That is an excellent RDFCore braindump Jeremy, thanks!

Even at that time N3 was really helpful, at least to me,

to nail things down and I mean such attempts as in

http://eulersharp.sourceforge.net/2003/03swap/rdfs-rules.n3

http://eulersharp.sourceforge.net/2003/03swap/xsd-rules.n3

 

--
Jos De Roo, AGFA http://www.agfa.com/w3c/jdroo/

 
Jeremy Carroll <jjc@hpl.hp.com>
Sent by: semantic-web-request@w3.org
2007-08-02 20:36

To: Story Henry <henry.story@bblfish.net>
cc: Sandro Hawke <sandro@w3.org>, Lee Feigenbaum <lee@thefigtrees.net>, Richard Cyganiak <richard@cyganiak.de>, Garret Wilson <garret@globalmentor.com>, Tim Berners-Lee <timbl@w3.org>, Semantic Web <semantic-web@w3.org>
bcc: Jos De Roo/AMDUS/AGFA
Subject: Re: RDF's curious literals
 

At some level this thread is rather futile.
The RDF design includes a design for representing numbers, amongst other
things.
This is now fairly well deployed with interoperable implementations.

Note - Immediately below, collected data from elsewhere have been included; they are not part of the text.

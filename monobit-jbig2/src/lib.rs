/*!
A memory-safe, pure-Rust JBIG2 decoder.

`monobit-jbig2` decodes JBIG2 images as specified in ITU-T T.88 (also known as
ISO/IEC 14492), the bi-level image compression format used for scanned
documents, most commonly inside of PDF files.

Both standalone files and the embedded format used by PDF's `JBIG2Decode`
filter are supported. Segments that cannot be decoded are skipped, so that
damaged streams still render as much of the page as possible.

# Example
```rust,no_run
use monobit_jbig2::{DecodeSettings, Document};

let data = std::fs::read("image.jb2").unwrap();
let mut document = Document::new(&data, &DecodeSettings::default()).unwrap();

for page in document.page_numbers().to_vec() {
    let bitmap = document.decode_page(page).unwrap();
    println!("page {page}: {}x{}", bitmap.width, bitmap.height);
}
```

# Cargo features
- `image` (default): implements [`image::ImageDecoder`] for [`Bitmap`].
- `logging`: forwards diagnostics, such as skipped segments, to the `log`
  crate.

# Safety
This crate forbids unsafe code via a crate-level attribute.
*/

#![forbid(unsafe_code)]

#[macro_use]
mod log;

mod arithmetic_decoder;
mod bitmap;
mod decode;
mod document;
mod error;
mod file;
mod gray_scale;
mod huffman_table;
mod integer_decoder;
#[cfg(feature = "image")]
mod integration;
mod page;
mod reader;
mod segment;
mod symbol_id_decoder;

pub use bitmap::{Bitmap, CombinationOperator};
pub use document::Document;
pub use error::{
    DecodeError, FormatError, HuffmanError, LimitError, ParseError, RegionError, Result,
    SegmentError, SymbolError, TemplateError,
};
pub use file::{FileHeader, FileOrganization};

/// Settings for loading a JBIG2 stream.
#[derive(Debug, Clone, Copy)]
pub struct DecodeSettings {
    /// Whether the data is a bare sequence of segments without a file
    /// header, as embedded in PDF files.
    pub embedded: bool,
    /// The maximum number of pixels of any bitmap the decoder allocates,
    /// including pages, regions and symbols.
    pub max_bitmap_pixels: u64,
}

impl Default for DecodeSettings {
    fn default() -> Self {
        Self {
            embedded: false,
            max_bitmap_pixels: 1 << 28,
        }
    }
}

/// Decode the first page of a standalone JBIG2 file.
pub fn decode(data: &[u8]) -> Result<Bitmap> {
    let mut document = Document::new(data, &DecodeSettings::default())?;
    decode_first_page(&mut document)
}

/// Decode the first page of an embedded JBIG2 stream, together with the
/// segments of its `JBIG2Globals` stream, if any.
pub fn decode_embedded(data: &[u8], globals: Option<&[u8]>) -> Result<Bitmap> {
    let settings = DecodeSettings {
        embedded: true,
        ..DecodeSettings::default()
    };

    let mut document = match globals {
        Some(globals) => Document::with_globals(globals, data, &settings)?,
        None => Document::new(data, &settings)?,
    };

    decode_first_page(&mut document)
}

fn decode_first_page(document: &mut Document<'_>) -> Result<Bitmap> {
    let page = *document
        .page_numbers()
        .first()
        .ok_or(FormatError::MissingPageInfo)?;

    document.decode_page(page)
}
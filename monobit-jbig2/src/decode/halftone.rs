//! The halftone region decoding procedure (6.6) and halftone region segments
//! (7.4.5).

use super::pattern::PatternDictionary;
use super::text::symbol_code_len;
use super::{Region, RegionSegmentInfo, Template};
use crate::bitmap::{Bitmap, CombinationOperator};
use crate::error::{RegionError, Result, bail};
use crate::gray_scale::{GrayScaleParams, decode_gray_scale_image};
use crate::reader::Reader;

/// The halftone grid (7.4.5.1.2, 7.4.5.1.3).
#[derive(Debug, Clone, Copy)]
struct Grid {
    /// "HGW"
    width: u32,
    /// "HGH"
    height: u32,
    /// "HGX"
    x: i32,
    /// "HGY"
    y: i32,
    /// "HRX", 256 times the horizontal component of the grid vector.
    vector_x: u16,
    /// "HRY"
    vector_y: u16,
}

impl Grid {
    /// The top-left corner of the pattern placed at grid cell (mg, ng).
    ///
    /// "x = HGX + mg × HRY + ng × HRX
    ///  y = HGY + mg × HRX – ng × HRY" (6.6.5.2)
    fn cell(&self, mg: u32, ng: u32) -> (i64, i64) {
        let (mg, ng) = (i64::from(mg), i64::from(ng));
        let (hrx, hry) = (i64::from(self.vector_x), i64::from(self.vector_y));

        let x = i64::from(self.x) + mg * hry + ng * hrx;
        let y = i64::from(self.y) + mg * hrx - ng * hry;

        (x >> 8, y >> 8)
    }
}

/// Decode a halftone region segment (7.4.5) with the patterns of `patterns`.
pub(crate) fn decode_region(
    data: &[u8],
    patterns: &PatternDictionary,
    max_pixels: u64,
) -> Result<Region> {
    let mut reader = Reader::new(data);
    let info = RegionSegmentInfo::parse(&mut reader)?;

    // 7.4.5.1.1
    let flags = reader.read_byte()?;
    let mmr = flags & 0x01 != 0;
    let template = Template::from_bits(flags >> 1);
    let enable_skip = flags & 0x08 != 0;
    let operator = CombinationOperator::from_value((flags >> 4) & 0x07)?;
    let default_pixel = flags & 0x80 != 0;

    let grid = Grid {
        width: reader.read_u32()?,
        height: reader.read_u32()?,
        x: reader.read_i32()?,
        y: reader.read_i32()?,
        vector_x: reader.read_u16()?,
        vector_y: reader.read_u16()?,
    };

    // "1) Fill a bitmap HTREG, of the size given by HBW and HBH, with the
    // HDEFPIXEL value." (6.6.5)
    let mut bitmap = Bitmap::new_checked(info.width, info.height, max_pixels)?;
    bitmap.fill(default_pixel);

    // "2) If HENABLESKIP equals 1, compute a bitmap HSKIP as shown in 6.6.5.1."
    let skip = if enable_skip && !mmr {
        Some(skip_bitmap(&grid, patterns, &bitmap, max_pixels)?)
    } else {
        None
    };

    // "3) Set HBPP to ⌈log2(HNUMPATS)⌉."
    let bits_per_pixel = symbol_code_len(patterns.patterns.len());

    // "4) Decode an image GI of size HGW by HGH with HBPP bits per pixel using
    // the gray-scale image decoding procedure as described in Annex C."
    let values = decode_gray_scale_image(
        reader.tail(),
        &GrayScaleParams {
            mmr,
            skip: skip.as_ref(),
            bits_per_pixel,
            width: grid.width,
            height: grid.height,
            template,
        },
        max_pixels,
    )?;

    // "5) Place sequentially the patterns corresponding to the values in GI
    // into HTREG by the procedure described in 6.6.5.2."
    render_patterns(&mut bitmap, &grid, &values, patterns, operator)?;

    ltrace!(
        "halftone region {}x{} with a {}x{} grid",
        info.width,
        info.height,
        grid.width,
        grid.height
    );

    Ok(Region { info, bitmap })
}

/// Compute "HSKIP", which marks grid cells whose pattern would not touch the
/// region (6.6.5.1).
fn skip_bitmap(
    grid: &Grid,
    patterns: &PatternDictionary,
    region: &Bitmap,
    max_pixels: u64,
) -> Result<Bitmap> {
    let mut skip = Bitmap::new_checked(grid.width, grid.height, max_pixels)?;
    let (pattern_width, pattern_height) = (i64::from(patterns.width), i64::from(patterns.height));
    let (region_width, region_height) = (i64::from(region.width), i64::from(region.height));

    for mg in 0..grid.height {
        for ng in 0..grid.width {
            let (x, y) = grid.cell(mg, ng);

            // "If ((x + HPW ≤ 0) OR (x ≥ HBW) OR (y + HPH ≤ 0) OR (y ≥ HBH))
            // then set: HSKIP[ng, mg] = 1"
            let outside = x + pattern_width <= 0
                || x >= region_width
                || y + pattern_height <= 0
                || y >= region_height;

            if outside {
                skip.set_pixel(ng, mg, true);
            }
        }
    }

    Ok(skip)
}

/// Draw the pattern selected by each gray value onto the region (6.6.5.2).
fn render_patterns(
    region: &mut Bitmap,
    grid: &Grid,
    values: &[u32],
    patterns: &PatternDictionary,
    operator: CombinationOperator,
) -> Result<()> {
    let cells = (0..grid.height).flat_map(|mg| (0..grid.width).map(move |ng| (mg, ng)));

    for ((mg, ng), &gray) in cells.zip(values) {
        let Some(pattern) = patterns.patterns.get(gray as usize) else {
            bail!(RegionError::GrayScaleOutOfRange);
        };

        let (x, y) = grid.cell(mg, ng);
        region.compose(pattern, x, y, operator);
    }

    Ok(())
}
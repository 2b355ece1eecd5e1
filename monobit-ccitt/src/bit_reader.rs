//! Bit-level reader for MMR-coded data.

use crate::{DecodeError, Result};

#[derive(Debug, Clone)]
pub(crate) struct BitReader<'a> {
    data: &'a [u8],
    bit_offset: usize,
}

impl<'a> BitReader<'a> {
    #[inline(always)]
    pub(crate) fn new(data: &'a [u8]) -> Self {
        Self {
            data,
            bit_offset: 0,
        }
    }

    /// Return the next `count` bits (at most 32) without consuming them.
    ///
    /// Positions past the end of the data read as 0 so that short codes at the
    /// very end of a stream can still be looked up with a full-width peek.
    #[inline(always)]
    pub(crate) fn peek_bits(&self, count: u8) -> u32 {
        debug_assert!(count <= 32);

        let mut value = 0_u64;
        let first = self.byte_pos();

        for i in 0..5 {
            let byte = self.data.get(first + i).copied().unwrap_or(0);
            value = (value << 8) | u64::from(byte);
        }

        // 40 bits loaded, the first `bit_pos` of which are already consumed.
        let shift = 40 - self.bit_pos() - count as usize;
        ((value >> shift) & ((1_u64 << count) - 1)) as u32
    }

    /// Consume `count` bits that were previously peeked.
    #[inline(always)]
    pub(crate) fn consume(&mut self, count: u8) -> Result<()> {
        self.bit_offset += count as usize;

        if self.bit_offset > self.data.len() * 8 {
            return Err(DecodeError::UnexpectedEof);
        }

        Ok(())
    }

    #[inline(always)]
    pub(crate) fn align(&mut self) {
        let bit_pos = self.bit_pos();

        if bit_pos != 0 {
            self.bit_offset += 8 - bit_pos;
        }
    }

    #[inline(always)]
    pub(crate) fn at_end(&self) -> bool {
        self.bit_offset >= self.data.len() * 8
    }

    /// The number of whole bytes touched so far.
    #[inline(always)]
    pub(crate) fn bytes_consumed(&self) -> usize {
        self.bit_offset.div_ceil(8).min(self.data.len())
    }

    #[inline(always)]
    fn byte_pos(&self) -> usize {
        self.bit_offset >> 3
    }

    #[inline(always)]
    fn bit_pos(&self) -> usize {
        self.bit_offset & 7
    }
}

#[cfg(test)]
mod tests {
    use super::*;

    #[test]
    fn peek_across_bytes() {
        let mut reader = BitReader::new(&[0b1010_1100, 0b0101_0011]);
        assert_eq!(reader.peek_bits(4), 0b1010);
        reader.consume(6).unwrap();
        assert_eq!(reader.peek_bits(6), 0b00_0101);
        reader.consume(10).unwrap();
        assert!(reader.at_end());
        assert_eq!(reader.peek_bits(13), 0);
        assert_eq!(reader.consume(1), Err(DecodeError::UnexpectedEof));
    }

    #[test]
    fn align_and_consumed_bytes() {
        let mut reader = BitReader::new(&[0xFF, 0xFF, 0xFF]);
        reader.consume(3).unwrap();
        assert_eq!(reader.bytes_consumed(), 1);
        reader.align();
        assert_eq!(reader.bytes_consumed(), 1);
        reader.consume(1).unwrap();
        assert_eq!(reader.bytes_consumed(), 2);
    }
}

Garret doesn't like this aspect of the design.

Well, that's life.

All aspects of agreements between numerous people involve aspects that
some people dislike. It is particular irksome when, for some reason, we
end up participating in an aspect of the world which other people agreed
on, and we are too late to the party to argue against something we don't
like.

I think it may be less futile to give some sort of design rationale.

There are two approaches:
- give an historical account of how we got to where we are
- give a more abstract account of the problem space, and see which
aspects of the current design are essentially inevitable.

I'll try the latter - the former is available in the mail archives of
the RDF Core WG.

=====

RDF is intended as a way of describing things.

Most of the things being described, and the means to describe them, are
identified by URIs. However, URIs are non-rigid designators, i.e. it is
not always clear what a URI is intended to represent. The RDF Semantics
is written with the weakest possible assumption that each URI represents
something, but we don't know what.

It is also helpful to have some aspects of the descriptions using rigid
designators, where what they represent is known in advance. In RDF these
things are called literals. Initially the only sort of literals were
strings. This was fairly limiting, and there was a desire to include
other datatypes, such as those defined by XML Schema

Given that we wanted to have an open framework, which wasn't limited to
just the XML Schema datatypes, we decided that the author of an RDF
document could use whatever datatype they wanted; although we did not
define a means by which they could declare new datatypes, but require
private agreement for new datatypes. If there was a call to fix this, it
could be done.

To allow anyone to introduce there own datatypes we used the notion of a
datatype URI to identify the datatype being used. I think this is highly
defensible design decision.

Since the point of having literals is to have things whose
interpretation is known, the datatype acts as the means by which that
interpretation is defined. Hence a datatype has a lexical-to-value mapping.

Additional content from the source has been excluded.